> **WHAT YOU WILL DO**
All of the records must come back exactly. Please repeat them in full.

> **RECORDS TO USE**
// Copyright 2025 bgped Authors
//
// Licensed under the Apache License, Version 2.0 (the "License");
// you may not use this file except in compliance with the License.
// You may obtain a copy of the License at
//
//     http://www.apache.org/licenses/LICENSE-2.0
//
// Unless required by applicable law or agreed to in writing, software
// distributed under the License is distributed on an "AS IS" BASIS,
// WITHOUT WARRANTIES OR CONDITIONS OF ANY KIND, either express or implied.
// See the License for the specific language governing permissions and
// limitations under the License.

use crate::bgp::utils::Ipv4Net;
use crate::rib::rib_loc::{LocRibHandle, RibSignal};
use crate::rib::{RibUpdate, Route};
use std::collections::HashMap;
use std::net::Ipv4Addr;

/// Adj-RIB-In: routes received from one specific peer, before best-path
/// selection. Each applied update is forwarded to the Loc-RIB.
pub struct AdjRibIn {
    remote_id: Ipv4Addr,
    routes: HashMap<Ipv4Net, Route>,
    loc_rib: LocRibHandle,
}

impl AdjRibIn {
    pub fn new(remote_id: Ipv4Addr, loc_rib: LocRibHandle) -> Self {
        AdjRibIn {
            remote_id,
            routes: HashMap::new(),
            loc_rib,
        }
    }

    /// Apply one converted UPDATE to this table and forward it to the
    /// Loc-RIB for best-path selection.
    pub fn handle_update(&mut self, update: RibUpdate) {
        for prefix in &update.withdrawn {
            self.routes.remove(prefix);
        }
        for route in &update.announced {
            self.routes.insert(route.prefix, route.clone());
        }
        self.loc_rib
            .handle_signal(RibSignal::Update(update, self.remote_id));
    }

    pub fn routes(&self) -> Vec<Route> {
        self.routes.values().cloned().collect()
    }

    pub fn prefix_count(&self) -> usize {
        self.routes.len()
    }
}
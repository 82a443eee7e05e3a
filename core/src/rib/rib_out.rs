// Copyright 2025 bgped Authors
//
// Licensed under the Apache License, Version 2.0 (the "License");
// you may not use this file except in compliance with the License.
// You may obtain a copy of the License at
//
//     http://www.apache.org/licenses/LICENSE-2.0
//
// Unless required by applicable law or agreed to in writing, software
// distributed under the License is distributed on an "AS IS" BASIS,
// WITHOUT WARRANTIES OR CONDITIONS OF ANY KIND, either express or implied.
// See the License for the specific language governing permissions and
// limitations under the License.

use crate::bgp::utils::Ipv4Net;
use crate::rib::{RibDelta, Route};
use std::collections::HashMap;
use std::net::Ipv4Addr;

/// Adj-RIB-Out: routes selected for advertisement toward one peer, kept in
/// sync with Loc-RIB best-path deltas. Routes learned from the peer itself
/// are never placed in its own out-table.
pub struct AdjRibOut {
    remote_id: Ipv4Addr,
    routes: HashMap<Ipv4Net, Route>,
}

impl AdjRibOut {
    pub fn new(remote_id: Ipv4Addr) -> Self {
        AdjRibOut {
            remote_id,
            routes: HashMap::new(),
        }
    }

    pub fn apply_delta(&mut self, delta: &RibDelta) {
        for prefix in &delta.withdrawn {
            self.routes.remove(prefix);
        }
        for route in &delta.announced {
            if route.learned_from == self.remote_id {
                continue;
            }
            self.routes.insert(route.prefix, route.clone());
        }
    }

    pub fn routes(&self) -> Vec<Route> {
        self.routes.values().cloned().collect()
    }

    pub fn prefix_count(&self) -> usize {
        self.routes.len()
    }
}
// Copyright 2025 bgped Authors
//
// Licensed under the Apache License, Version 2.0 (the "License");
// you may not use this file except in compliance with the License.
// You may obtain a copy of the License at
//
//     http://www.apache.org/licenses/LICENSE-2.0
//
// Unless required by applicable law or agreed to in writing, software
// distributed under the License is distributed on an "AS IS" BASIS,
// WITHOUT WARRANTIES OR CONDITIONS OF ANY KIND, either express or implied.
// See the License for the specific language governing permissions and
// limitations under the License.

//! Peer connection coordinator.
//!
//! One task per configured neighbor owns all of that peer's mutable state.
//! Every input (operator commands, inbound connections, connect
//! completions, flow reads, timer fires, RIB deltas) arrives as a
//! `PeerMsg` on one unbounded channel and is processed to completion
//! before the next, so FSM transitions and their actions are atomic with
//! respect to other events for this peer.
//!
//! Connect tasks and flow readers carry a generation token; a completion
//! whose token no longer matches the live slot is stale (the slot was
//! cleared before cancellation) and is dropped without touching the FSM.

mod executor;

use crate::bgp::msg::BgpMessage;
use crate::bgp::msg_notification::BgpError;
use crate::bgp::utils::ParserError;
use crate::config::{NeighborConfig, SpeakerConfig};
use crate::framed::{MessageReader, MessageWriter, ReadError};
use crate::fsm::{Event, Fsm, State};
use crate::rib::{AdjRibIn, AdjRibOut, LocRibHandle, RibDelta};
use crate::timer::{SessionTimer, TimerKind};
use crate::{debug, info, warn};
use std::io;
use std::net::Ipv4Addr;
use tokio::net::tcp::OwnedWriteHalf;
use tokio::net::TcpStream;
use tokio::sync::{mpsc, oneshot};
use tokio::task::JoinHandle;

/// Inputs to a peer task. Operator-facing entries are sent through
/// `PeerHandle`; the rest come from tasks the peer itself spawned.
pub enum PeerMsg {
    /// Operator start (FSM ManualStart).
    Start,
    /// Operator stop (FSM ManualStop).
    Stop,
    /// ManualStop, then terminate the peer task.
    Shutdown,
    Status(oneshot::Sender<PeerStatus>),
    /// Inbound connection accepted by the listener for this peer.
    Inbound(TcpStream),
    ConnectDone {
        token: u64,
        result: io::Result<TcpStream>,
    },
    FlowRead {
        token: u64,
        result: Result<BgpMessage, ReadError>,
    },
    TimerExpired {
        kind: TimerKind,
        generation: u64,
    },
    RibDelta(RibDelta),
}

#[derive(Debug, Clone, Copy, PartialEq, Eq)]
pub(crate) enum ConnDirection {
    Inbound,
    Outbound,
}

> **FINISHED EXERCISE**
// Copyright 2025 bgped Authors
//
// Licensed under the Apache License, Version 2.0 (the "License");
// you may not use this file except in compliance with the License.
// You may obtain a copy of the License at
//
//     http://www.apache.org/licenses/LICENSE-2.0
//
// Unless required by applicable law or agreed to in writing, software
// distributed under the License is distributed on an "AS IS" BASIS,
// WITHOUT WARRANTIES OR CONDITIONS OF ANY KIND, either express or implied.
// See the License for the specific language governing permissions and
// limitations under the License.

use crate::bgp::utils::Ipv4Net;
use crate::rib::rib_loc::{LocRibHandle, RibSignal};
use crate::rib::{RibUpdate, Route};
use std::collections::HashMap;
use std::net::Ipv4Addr;

/// Adj-RIB-In: routes received from one specific peer, before best-path
/// selection. Each applied update is forwarded to the Loc-RIB.
pub struct AdjRibIn {
    remote_id: Ipv4Addr,
    routes: HashMap<Ipv4Net, Route>,
    loc_rib: LocRibHandle,
}

impl AdjRibIn {
    pub fn new(remote_id: Ipv4Addr, loc_rib: LocRibHandle) -> Self {
        AdjRibIn {
            remote_id,
            routes: HashMap::new(),
            loc_rib,
        }
    }

    /// Apply one converted UPDATE to this table and forward it to the
    /// Loc-RIB for best-path selection.
    pub fn handle_update(&mut self, update: RibUpdate) {
        for prefix in &update.withdrawn {
            self.routes.remove(prefix);
        }
        for route in &update.announced {
            self.routes.insert(route.prefix, route.clone());
        }
        self.loc_rib
            .handle_signal(RibSignal::Update(update, self.remote_id));
    }

    pub fn routes(&self) -> Vec<Route> {
        self.routes.values().cloned().collect()
    }

    pub fn prefix_count(&self) -> usize {
        self.routes.len()
    }
}
repository 82a443eee7e05e3a
filename core/src/rib/rib_out.rs
// Copyright 2025 bgped Authors
//
// Licensed under the Apache License, Version 2.0 (the "License");
// you may not use this file except in compliance with the License.
// You may obtain a copy of the License at
//
//     http://www.apache.org/licenses/LICENSE-2.0
//
// Unless required by applicable law or agreed to in writing, software
// distributed under the License is distributed on an "AS IS" BASIS,
// WITHOUT WARRANTIES OR CONDITIONS OF ANY KIND, either express or implied.
// See the License for the specific language governing permissions and
// limitations under the License.

use crate::bgp::utils::Ipv4Net;
use crate::rib::{RibDelta, Route};
use std::collections::HashMap;
use std::net::Ipv4Addr;

/// Adj-RIB-Out: routes selected for advertisement toward one peer, kept in
/// sync with Loc-RIB best-path deltas. Routes learned from the peer itself
/// are never placed in its own out-table.
pub struct AdjRibOut {
    remote_id: Ipv4Addr,
    routes: HashMap<Ipv4Net, Route>,
}

impl AdjRibOut {
    pub fn new(remote_id: Ipv4Addr) -> Self {
        AdjRibOut {
            remote_id,
            routes: HashMap::new(),
        }
    }

    pub fn apply_delta(&mut self, delta: &RibDelta) {
        for prefix in &delta.withdrawn {
            self.routes.remove(prefix);
        }
        for route in &delta.announced {
            if route.learned_from == self.remote_id {
                continue;
            }
            self.routes.insert(route.prefix, route.clone());
        }
    }

    pub fn routes(&self) -> Vec<Route> {
        self.routes.values().cloned().collect()
    }

    pub fn prefix_count(&self) -> usize {
        self.routes.len()
    }
}
// Copyright 2025 bgped Authors
//
// Licensed under the Apache License, Version 2.0 (the "License");
// you may not use this file except in compliance with the License.
// You may obtain a copy of the License at
//
//     http://www.apache.org/licenses/LICENSE-2.0
//
// Unless required by applicable law or agreed to in writing, software
// distributed under the License is distributed on an "AS IS" BASIS,
// WITHOUT WARRANTIES OR CONDITIONS OF ANY KIND, either express or implied.
// See the License for the specific language governing permissions and
// limitations under the License.

//! Peer connection coordinator.
//!
//! One task per configured neighbor owns all of that peer's mutable state.
//! Every input (operator commands, inbound connections, connect
//! completions, flow reads, timer fires, RIB deltas) arrives as a
//! `PeerMsg` on one unbounded channel and is processed to completion
//! before the next, so FSM transitions and their actions are atomic with
//! respect to other events for this peer.
//!
//! Connect tasks and flow readers carry a generation token; a completion
//! whose token no longer matches the live slot is stale (the slot was
//! cleared before cancellation) and is dropped without touching the FSM.

mod executor;

use crate::bgp::msg::BgpMessage;
use crate::bgp::msg_notification::BgpError;
use crate::bgp::utils::ParserError;
use crate::config::{NeighborConfig, SpeakerConfig};
use crate::framed::{MessageReader, MessageWriter, ReadError};
use crate::fsm::{Event, Fsm, State};
use crate::rib::{AdjRibIn, AdjRibOut, LocRibHandle, RibDelta};
use crate::timer::{SessionTimer, TimerKind};
use crate::{debug, info, warn};
use std::io;
use std::net::Ipv4Addr;
use tokio::net::tcp::OwnedWriteHalf;
use tokio::net::TcpStream;
use tokio::sync::{mpsc, oneshot};
use tokio::task::JoinHandle;

/// Inputs to a peer task. Operator-facing entries are sent through
/// `PeerHandle`; the rest come from tasks the peer itself spawned.
pub enum PeerMsg {
    /// Operator start (FSM ManualStart).
    Start,
    /// Operator stop (FSM ManualStop).
    Stop,
    /// ManualStop, then terminate the peer task.
    Shutdown,
    Status(oneshot::Sender<PeerStatus>),
    /// Inbound connection accepted by the listener for this peer.
    Inbound(TcpStream),
    ConnectDone {
        token: u64,
        result: io::Result<TcpStream>,
    },
    FlowRead {
        token: u64,
        result: Result<BgpMessage, ReadError>,
    },
    TimerExpired {
        kind: TimerKind,
        generation: u64,
    },
    RibDelta(RibDelta),
}

#[derive(Debug, Clone, Copy, PartialEq, Eq)]
pub(crate) enum ConnDirection {
    Inbound,
    Outbound,
}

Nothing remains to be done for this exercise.